Ari Davidow wrote us a wonderful review, and even stuck us on top of his annual top ten list of Klezmer recordings. Which makes my day. And I sincerely hope it makes Till and Gigi at Oriente's day as well, with special kudos to Michael Vogt for the cover design. The original plan was to record a few sessions in November 2005 during the Hungarian Jewish forum conference, at which time Adam Schoenburger from MAROM was able to bring Michael Alpert and Josh Dolgin to Budapest for a concert on the A38 boat. About half of the material was planned and arranged ahead of time - the other half was done in our usual manner: impromptu jamming and brain storming in the studio, lots of raw takes, and almost no overdubbing or editing to detract from the live quality of the recording sound.This CD is partly a testament to Di Naye Kapelye's long time connections to the godfathers of modern Klezmer, Brave Old World (above: Michael Alpert and Stu Brotman playing for a klezmer dance with DNK in Budapest in 2006) and it was my first serious introduction to Josh "DJ Socalled" Dolgin. Josh plays uncharacteristically traditional on the CD: piano backup on an old Moskowitz cimbalom tune and Romanian style accordion on "A Briv fun Yisroel" but he later used the studio to record Puma playing kontra riffs, which he used in his own hit video "These are the Good Old Days"We also feature our good friends the Técső Band, a group of Gypsy musicians from the Hutsul village of Tjaciv, in the Western Ukraine. I had learned a lot of their Jewish repetoire, which comes from the father of the Csernovec brothers, Manyo up Csernovec, and decided that the best way to present the material was to simply invite the guys to the studio and let it rip.

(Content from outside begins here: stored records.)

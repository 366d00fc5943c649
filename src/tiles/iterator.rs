use crate::core::bounds::Bounds;
use crate::prelude::HashSet;
use crate::tiles::{address::TileAddress, pyramid::TilePyramid};
use serde::{Deserialize, Serialize};

/// Compact description of a rectangular block of tiles at one level.
///
/// This is the cache-request payload form of a tile set.
#[derive(Debug, Clone, Copy, PartialEq, Eq, Hash, Serialize, Deserialize)]
#[serde(rename_all = "camelCase")]
pub struct TileRange {
    pub level: u32,
    pub min_x: u32,
    pub max_x: u32,
    pub min_y: u32,
    pub max_y: u32,
}

impl TileRange {
    /// Smallest range enclosing `tiles`; `None` when empty or spread over levels
    pub fn enclosing<'a, I>(tiles: I) -> Option<TileRange>
    where
        I: IntoIterator<Item = &'a TileAddress>,
    {
        let mut tiles = tiles.into_iter();
        let first = tiles.next()?;
        let mut range = TileRange {
            level: first.level,
            min_x: first.x_index,
            max_x: first.x_index,
            min_y: first.y_index,
            max_y: first.y_index,
        };
        for tile in tiles {
            if tile.level != range.level {
                return None;
            }
            range.min_x = range.min_x.min(tile.x_index);
            range.max_x = range.max_x.max(tile.x_index);
            range.min_y = range.min_y.min(tile.y_index);
            range.max_y = range.max_y.max(tile.y_index);
        }
        Some(range)
    }

    pub fn contains(&self, tile: &TileAddress) -> bool {
        tile.level == self.level
            && (self.min_x..=self.max_x).contains(&tile.x_index)
            && (self.min_y..=self.max_y).contains(&tile.y_index)
    }

    /// Number of tiles in the range
    pub fn len(&self) -> usize {
        let width = u64::from(self.max_x - self.min_x) + 1;
        let height = u64::from(self.max_y - self.min_y) + 1;
        (width * height) as usize
    }

    /// A range always holds at least its minimum tile
    pub fn is_empty(&self) -> bool {
        false
    }

    /// Fresh iterator over the range
    pub fn iter(&self) -> TileIterator {
        TileIterator::from_range(Some(*self))
    }
}

/// Lazily walks the tiles of one level that intersect a projected extent.
///
/// Tiles are produced row by row, x fastest, starting at the minimum tile.
/// Tiles touching the extent on an edge are included. Cloning (or building a
/// new iterator over the same inputs) restarts the identical sequence.
#[derive(Debug, Clone)]
pub struct TileIterator {
    range: Option<TileRange>,
    cursor: Option<(u32, u32)>,
}

impl TileIterator {
    /// Tiles of `pyramid` at `level` whose bounds intersect `extent`
    pub fn new(pyramid: &dyn TilePyramid, level: u32, extent: &Bounds) -> Self {
        Self::from_range(covered_range(pyramid, level, extent))
    }

    /// Same as [`TileIterator::new`] with the extent spelled out
    pub fn from_extent(
        pyramid: &dyn TilePyramid,
        level: u32,
        min_x: f64,
        min_y: f64,
        max_x: f64,
        max_y: f64,
    ) -> Self {
        Self::new(pyramid, level, &Bounds::from_coords(min_x, min_y, max_x, max_y))
    }

    fn from_range(range: Option<TileRange>) -> Self {
        Self {
            range,
            cursor: range.map(|r| (r.min_x, r.min_y)),
        }
    }

    /// Covered index range, independent of iteration progress
    pub fn to_tile_range(&self) -> Option<TileRange> {
        self.range
    }

    /// Consumes the remaining sequence into a set
    pub fn rest(self) -> HashSet<TileAddress> {
        self.collect()
    }
}

impl Iterator for TileIterator {
    type Item = TileAddress;

    fn next(&mut self) -> Option<TileAddress> {
        let range = self.range?;
        let (x, y) = self.cursor?;
        self.cursor = if x < range.max_x {
            Some((x + 1, y))
        } else if y < range.max_y {
            Some((range.min_x, y + 1))
        } else {
            None
        };
        Some(TileAddress::new(range.level, x, y))
    }

    fn size_hint(&self) -> (usize, Option<usize>) {
        let remaining = match (self.range, self.cursor) {
            (Some(range), Some((x, y))) => {
                let row_width = (range.max_x - range.min_x) as usize + 1;
                let full_rows_after = (range.max_y - y) as usize;
                full_rows_after * row_width + (range.max_x - x) as usize + 1
            }
            _ => 0,
        };
        (remaining, Some(remaining))
    }
}

/// Inclusive tile index range intersecting `extent`, or `None` when the extent
/// does not touch the domain
fn covered_range(pyramid: &dyn TilePyramid, level: u32, extent: &Bounds) -> Option<TileRange> {
    let domain = pyramid.bounds();
    if !extent.is_valid() || !domain.intersects(extent) {
        return None;
    }
    let count = pyramid.tile_count(level);
    let (min_x, max_x) = axis_span(extent.min.x, extent.max.x, domain.min.x, domain.width(), count);
    let (min_y, max_y) = axis_span(extent.min.y, extent.max.y, domain.min.y, domain.height(), count);
    Some(TileRange {
        level,
        min_x,
        max_x,
        min_y,
        max_y,
    })
}

/// First tile whose far edge reaches `lo`, last tile whose near edge reaches `hi`
fn axis_span(lo: f64, hi: f64, origin: f64, span: f64, count: u32) -> (u32, u32) {
    let divisions = f64::from(count);
    let last = divisions - 1.0;
    let first = ((divisions * (lo - origin) / span).ceil() - 1.0).clamp(0.0, last);
    let final_ = (divisions * (hi - origin) / span).floor().clamp(0.0, last);
    (first as u32, final_ as u32)
}
pub mod annotation;

pub use annotation::{
    annotation_count, Annotation, AnnotationData, AnnotationRef, BinData, Mutation, TileDataMap,
};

I actually recorded with the Técső Band about six months after the initial sessions while they were in Budapest for some gigs during the filming their documentary film "The Last Kolomeyke" so the studio sessions are included in the final cut of the film. Sadly, these were the last recording sessions for tsymbaly player Misha Csernovec, who passed away about six months later.
But the best moment on the CD? We brought my son Aron, who was then twelve going on thirteen, in to sing a verse in Yiddish on the Hassidic song "Az Nisht Keyn Emunes." Aron - who knows German from his school - learned the Yiddish pronounciation from Michael and Yankl, giving the song the perfect Brooklyn pre-bar mitzvah Yeshiva bukher sound that you hear on all those cassette tapes one can buy in Boro Park Hassidic music shops. And Yankl pronounced that the session counted as Aron's bar mitzvah. Aron also did a great job singing it on stage at the A38 with his old man.
Di Nayes are playing at the Siraly on December 23 for a small concert with Shrayem. We'll also be teaching a klezmer dance session with Sue Foy around 8:30, and showing some archive videos of Klezmer dance to help in teaching. Hope to see you all there! Feri, our cimbalom player, alas, won't be playing, since he's in a cast due to a moped accident in November, and Yankl is in the US, so we'll be a trio. I'll be celebrating the CD release with the band (a bottle of tequila in the fiddle case) so don't expect an awfully linear response if you come up to us... happy hanukah!